━━━━━ THE INPUT ━━━━━
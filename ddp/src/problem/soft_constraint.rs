//! Constraints relaxed into cost terms through a penalty function.

use crate::approximation::{
    ScalarFunctionQuadraticApproximation, VectorFunctionLinearApproximation,
    VectorFunctionQuadraticApproximation,
};
use crate::problem::constraint::{StateConstraint, StateInputConstraint};
use crate::problem::cost::{StateCost, StateInputCost};
use crate::problem::target::TargetTrajectories;
use crate::{Matrix, Scalar, Vector};

/// Scalar penalty `p(h)` applied per constraint row.
pub trait PenaltyFunction: Send + Sync {
    fn value(&self, h: Scalar) -> Scalar;
    fn derivative(&self, h: Scalar) -> Scalar;
    fn second_derivative(&self, h: Scalar) -> Scalar;
}

/// Log barrier for `h ≥ 0`, continued quadratically below `delta`.
#[derive(Debug, Clone, Copy, PartialEq)]
pub struct RelaxedBarrierPenalty {
    pub mu: Scalar,
    pub delta: Scalar,
}

impl PenaltyFunction for RelaxedBarrierPenalty {
    fn value(&self, h: Scalar) -> Scalar {
        if h > self.delta {
            -self.mu * h.ln()
        } else {
            let r = (h - 2.0 * self.delta) / self.delta;
            self.mu * (-self.delta.ln() + 0.5 * r * r - 0.5)
        }
    }

    fn derivative(&self, h: Scalar) -> Scalar {
        if h > self.delta {
            -self.mu / h
        } else {
            self.mu * (h - 2.0 * self.delta) / (self.delta * self.delta)
        }
    }

    fn second_derivative(&self, h: Scalar) -> Scalar {
        if h > self.delta {
            self.mu / (h * h)
        } else {
            self.mu / (self.delta * self.delta)
        }
    }
}

/// `½ scale h²`
#[derive(Debug, Clone, Copy, PartialEq)]
pub struct QuadraticPenalty {
    pub scale: Scalar,
}

impl PenaltyFunction for QuadraticPenalty {
    fn value(&self, h: Scalar) -> Scalar {
        0.5 * self.scale * h * h
    }

    fn derivative(&self, h: Scalar) -> Scalar {
        self.scale * h
    }

    fn second_derivative(&self, _h: Scalar) -> Scalar {
        self.scale
    }
}

/// Sum of per-row penalties, with derivatives through the chain rule.
pub struct SoftConstraintPenalty {
    penalty: Box<dyn PenaltyFunction>,
}

impl SoftConstraintPenalty {
    pub fn new(penalty: Box<dyn PenaltyFunction>) -> Self {
        Self { penalty }
    }

    pub fn value(&self, h: &Vector) -> Scalar {
        h.iter().map(|&hi| self.penalty.value(hi)).sum()
    }

    fn derivatives(&self, h: &Vector) -> (Scalar, Vector, Vector) {
        let value = self.value(h);
        let first = h.map(|hi| self.penalty.derivative(hi));
        let second = h.map(|hi| self.penalty.second_derivative(hi));
        (value, first, second)
    }

    /// Gauss-Newton approximation from a linearized constraint.
    pub fn quadratic_approximation(&self, h: &VectorFunctionLinearApproximation) -> ScalarFunctionQuadraticApproximation {
        let (f, first, second) = self.derivatives(&h.f);
        let c = &h.dfdx;
        let d = &h.dfdu;
        let weighted_c = Matrix::from_diagonal(&second) * c;
        let weighted_d = Matrix::from_diagonal(&second) * d;
        ScalarFunctionQuadraticApproximation {
            f,
            dfdx: c.transpose() * &first,
            dfdu: d.transpose() * &first,
            dfdxx: c.transpose() * &weighted_c,
            dfduu: d.transpose() * &weighted_d,
            dfdux: d.transpose() * &weighted_c,
        }
    }

    /// Adds the constraint curvature weighted by the penalty slope.
    pub fn quadratic_approximation_with_curvature(
        &self,
        h: &VectorFunctionQuadraticApproximation,
    ) -> ScalarFunctionQuadraticApproximation {
        let mut approx = self.quadratic_approximation(&h.linear_part());
        for (i, hi) in h.f.iter().enumerate() {
            let slope = self.penalty.derivative(*hi);
            approx.dfdxx += &h.dfdxx[i] * slope;
            approx.dfduu += &h.dfduu[i] * slope;
            approx.dfdux += &h.dfdux[i] * slope;
        }
        approx
    }
}

/// State-input constraint enforced through a penalty cost.
pub struct StateInputSoftConstraint {
    constraint: Box<dyn StateInputConstraint>,
    penalty: SoftConstraintPenalty,
}

impl StateInputSoftConstraint {
    pub fn new(constraint: Box<dyn StateInputConstraint>, penalty: SoftConstraintPenalty) -> Self {
        Self { constraint, penalty }
    }
}

impl StateInputCost for StateInputSoftConstraint {
    fn value(&self, time: Scalar, state: &Vector, input: &Vector, _target: &TargetTrajectories) -> Scalar {
        if !self.constraint.is_active(time) {
            return 0.0;
        }
        self.penalty.value(&self.constraint.value(time, state, input))
    }

    fn quadratic_approximation(
        &self,
        time: Scalar,
        state: &Vector,
        input: &Vector,
        _target: &TargetTrajectories,
    ) -> ScalarFunctionQuadraticApproximation {
        if !self.constraint.is_active(time) {
            return ScalarFunctionQuadraticApproximation::zero(state.len(), input.len());
        }
        let h = self.constraint.linear_approximation(time, state, input);
        self.penalty.quadratic_approximation(&h)
    }
}

/// State-only constraint enforced through a penalty cost.
pub struct StateSoftConstraint {
    constraint: Box<dyn StateConstraint>,
    penalty: SoftConstraintPenalty,
}

impl StateSoftConstraint {
    pub fn new(constraint: Box<dyn StateConstraint>, penalty: SoftConstraintPenalty) -> Self {
        Self { constraint, penalty }
    }
}

impl StateCost for StateSoftConstraint {
    fn value(&self, time: Scalar, state: &Vector, _target: &TargetTrajectories) -> Scalar {
        if !self.constraint.is_active(time) {
            return 0.0;
        }
        self.penalty.value(&self.constraint.value(time, state))
    }

    fn quadratic_approximation(
        &self,
        time: Scalar,
        state: &Vector,
        _target: &TargetTrajectories,
    ) -> ScalarFunctionQuadraticApproximation {
        if !self.constraint.is_active(time) {
            return ScalarFunctionQuadraticApproximation::zero(state.len(), 0);
        }
        let h = self.constraint.linear_approximation(time, state);
        self.penalty.quadratic_approximation(&h)
    }
}

#[cfg(test)]
mod tests {
    use super::*;
    use crate::problem::constraint::LinearStateInputConstraint;
    use approx::assert_relative_eq;

    #[test]
    fn test_relaxed_barrier_is_continuous_at_delta() {
        let p = RelaxedBarrierPenalty { mu: 0.5, delta: 0.1 };
        let eps = 1e-9;
        assert_relative_eq!(p.value(0.1 - eps), p.value(0.1 + eps), epsilon = 1e-6);
        assert_relative_eq!(p.derivative(0.1 - eps), p.derivative(0.1 + eps), epsilon = 1e-5);
        assert_relative_eq!(p.second_derivative(0.1), p.second_derivative(0.1 + eps), epsilon = 1e-3);
    }

    #[test]
    fn test_relaxed_barrier_derivatives_match_finite_differences() {
        let p = RelaxedBarrierPenalty { mu: 0.5, delta: 0.1 };
        let step = 1e-6;
        for h in [-1.0, 0.05, 0.5, 2.0] {
            let fd = (p.value(h + step) - p.value(h - step)) / (2.0 * step);
            assert_relative_eq!(p.derivative(h), fd, epsilon = 1e-5);
        }
    }

    #[test]
    fn test_soft_constraint_gauss_newton() {
        let constraint = LinearStateInputConstraint::new(
            Vector::from_vec(vec![1.0]),
            Matrix::from_row_slice(1, 2, &[1.0, 0.0]),
            Matrix::from_row_slice(1, 1, &[2.0]),
        );
        let soft = StateInputSoftConstraint::new(
            Box::new(constraint),
            SoftConstraintPenalty::new(Box::new(QuadraticPenalty { scale: 2.0 })),
        );
        let target = TargetTrajectories::constant(Vector::zeros(2), Vector::zeros(1));
        let x = Vector::from_vec(vec![1.0, 5.0]);
        let u = Vector::from_vec(vec![0.5]);

        // h = 1 + 1 + 1 = 3
        assert_relative_eq!(soft.value(0.0, &x, &u, &target), 9.0);
        let approx = soft.quadratic_approximation(0.0, &x, &u, &target);
        assert_relative_eq!(approx.f, 9.0);
        assert_relative_eq!(approx.dfdx, Vector::from_vec(vec![6.0, 0.0]));
        assert_relative_eq!(approx.dfdu[0], 12.0);
        assert_relative_eq!(approx.dfduu[(0, 0)], 8.0);
        assert_relative_eq!(approx.dfdux[(0, 0)], 4.0);
    }
}
//! Linear interpolation over sampled trajectories.

use std::ops::Range;

use crate::{Matrix, Scalar, Vector};

/// Position of a query time in a time grid.
///
/// The interpolated value is `alpha * data[index] + (1 - alpha) * data[index + 1]`.
#[derive(Debug, Clone, Copy, PartialEq)]
pub struct IndexAlpha {
    pub index: usize,
    pub alpha: Scalar,
}

/// Locates `time` in the non-decreasing grid `times`.
///
/// Queries before the first sample return `(0, 1)`, queries after the last
/// one return `(n - 2, 0)`. When a time is repeated (pre and post event
/// samples), a query at that time resolves to the later sample.
pub fn time_segment(time: Scalar, times: &[Scalar]) -> IndexAlpha {
    match times.len() {
        0 | 1 => IndexAlpha { index: 0, alpha: 1.0 },
        n => {
            if time <= times[0] {
                return IndexAlpha { index: 0, alpha: 1.0 };
            }
            if time >= times[n - 1] {
                return IndexAlpha { index: n - 2, alpha: 0.0 };
            }
            // first sample strictly after `time`
            let upper = times.partition_point(|&s| s <= time);
            let index = upper - 1;
            let span = times[upper] - times[index];
            let alpha = if span > 0.0 {
                (times[upper] - time) / span
            } else {
                0.0
            };
            IndexAlpha { index, alpha }
        }
    }
}

/// [`time_segment`] restricted to `times[range]`. The returned index refers
/// to the full grid.
pub fn time_segment_in(time: Scalar, times: &[Scalar], range: Range<usize>) -> IndexAlpha {
    let offset = range.start;
    let IndexAlpha { index, alpha } = time_segment(time, &times[range]);
    IndexAlpha {
        index: index + offset,
        alpha,
    }
}

/// Values that can be blended linearly.
pub trait Interpolatable: Clone {
    fn blend(&self, other: &Self, alpha: Scalar) -> Self;
}

impl Interpolatable for Scalar {
    fn blend(&self, other: &Self, alpha: Scalar) -> Self {
        alpha * self + (1.0 - alpha) * other
    }
}

impl Interpolatable for Vector {
    fn blend(&self, other: &Self, alpha: Scalar) -> Self {
        if self.len() != other.len() {
            return pick_larger_weight(self, other, alpha);
        }
        self * alpha + other * (1.0 - alpha)
    }
}

impl Interpolatable for Matrix {
    fn blend(&self, other: &Self, alpha: Scalar) -> Self {
        if self.shape() != other.shape() {
            return pick_larger_weight(self, other, alpha);
        }
        self * alpha + other * (1.0 - alpha)
    }
}

fn pick_larger_weight<T: Clone>(first: &T, second: &T, alpha: Scalar) -> T {
    if alpha >= 0.5 {
        first.clone()
    } else {
        second.clone()
    }
}

/// Interpolates a field of `data`, selected by `accessor`, at `index_alpha`.
///
/// # Panics
/// If `data` is empty.
pub fn interpolate<D, T, F>(index_alpha: IndexAlpha, data: &[D], accessor: F) -> T
where
    T: Interpolatable,
    F: Fn(&D) -> &T,
{
    assert!(!data.is_empty(), "cannot interpolate an empty trajectory");
    let IndexAlpha { index, alpha } = index_alpha;
    if data.len() == 1 || index + 1 >= data.len() {
        return accessor(&data[index.min(data.len() - 1)]).clone();
    }
    accessor(&data[index]).blend(accessor(&data[index + 1]), alpha)
}

/// Interpolates a plain trajectory at `time`.
pub fn interpolate_at<T: Interpolatable>(time: Scalar, times: &[Scalar], data: &[T]) -> T {
    interpolate(time_segment(time, times), data, |d| d)
}

#[cfg(test)]
mod tests {
    use super::*;
    use approx::assert_relative_eq;

    #[test]
    fn test_segment_inside() {
        let times = [0.0, 1.0, 2.0, 3.0];
        let ia = time_segment(1.25, &times);
        assert_eq!(ia.index, 1);
        assert_relative_eq!(ia.alpha, 0.75);
    }

    #[test]
    fn test_segment_clamps() {
        let times = [0.0, 1.0, 2.0];
        assert_eq!(time_segment(-1.0, &times), IndexAlpha { index: 0, alpha: 1.0 });
        assert_eq!(time_segment(5.0, &times), IndexAlpha { index: 1, alpha: 0.0 });
        assert_eq!(time_segment(0.3, &[0.5]), IndexAlpha { index: 0, alpha: 1.0 });
    }

    #[test]
    fn test_segment_restricted_to_range() {
        let times = [0.0, 1.0, 1.0, 2.0];
        // the pre-event segment ends at the repeated time
        assert_eq!(time_segment_in(1.0, &times, 0..2), IndexAlpha { index: 0, alpha: 0.0 });
        assert_eq!(time_segment_in(1.0, &times, 2..4), IndexAlpha { index: 2, alpha: 1.0 });
    }

    #[test]
    fn test_repeated_time_takes_post_event_sample() {
        let times = [0.0, 1.0, 1.0, 2.0];
        let data = [0.0, 1.0, 10.0, 11.0];
        let ia = time_segment(1.0, &times);
        assert_eq!(ia.index, 2);
        assert_relative_eq!(interpolate(ia, &data, |d| d), 10.0);
        assert_relative_eq!(interpolate_at(0.5, &times, &data), 0.5);
    }

    #[test]
    fn test_vector_and_matrix_blend() {
        let times = [0.0, 2.0];
        let vectors = [Vector::from_vec(vec![0.0, 2.0]), Vector::from_vec(vec![2.0, 4.0])];
        let v = interpolate_at(0.5, &times, &vectors);
        assert_relative_eq!(v, Vector::from_vec(vec![0.5, 2.5]));

        let matrices = [Matrix::identity(2, 2), Matrix::zeros(2, 2)];
        let m = interpolate_at(1.0, &times, &matrices);
        assert_relative_eq!(m, Matrix::identity(2, 2) * 0.5);
    }

    #[test]
    fn test_shape_mismatch_picks_closer_sample() {
        let times = [0.0, 1.0];
        let data = [Matrix::zeros(1, 2), Matrix::zeros(0, 2)];
        assert_eq!(interpolate_at(0.2, &times, &data).nrows(), 1);
        assert_eq!(interpolate_at(0.8, &times, &data).nrows(), 0);
    }
}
━━━━━
TASK DESCRIPTION:
Every line above in which the word "slope" is present must be copied into the answer.

ANSWER BELOW:
    /// Adds the constraint curvature weighted by the penalty slope.
            let slope = self.penalty.derivative(*hi);
            approx.dfdxx += &h.dfdxx[i] * slope;
            approx.dfduu += &h.dfduu[i] * slope;
            approx.dfdux += &h.dfdux[i] * slope;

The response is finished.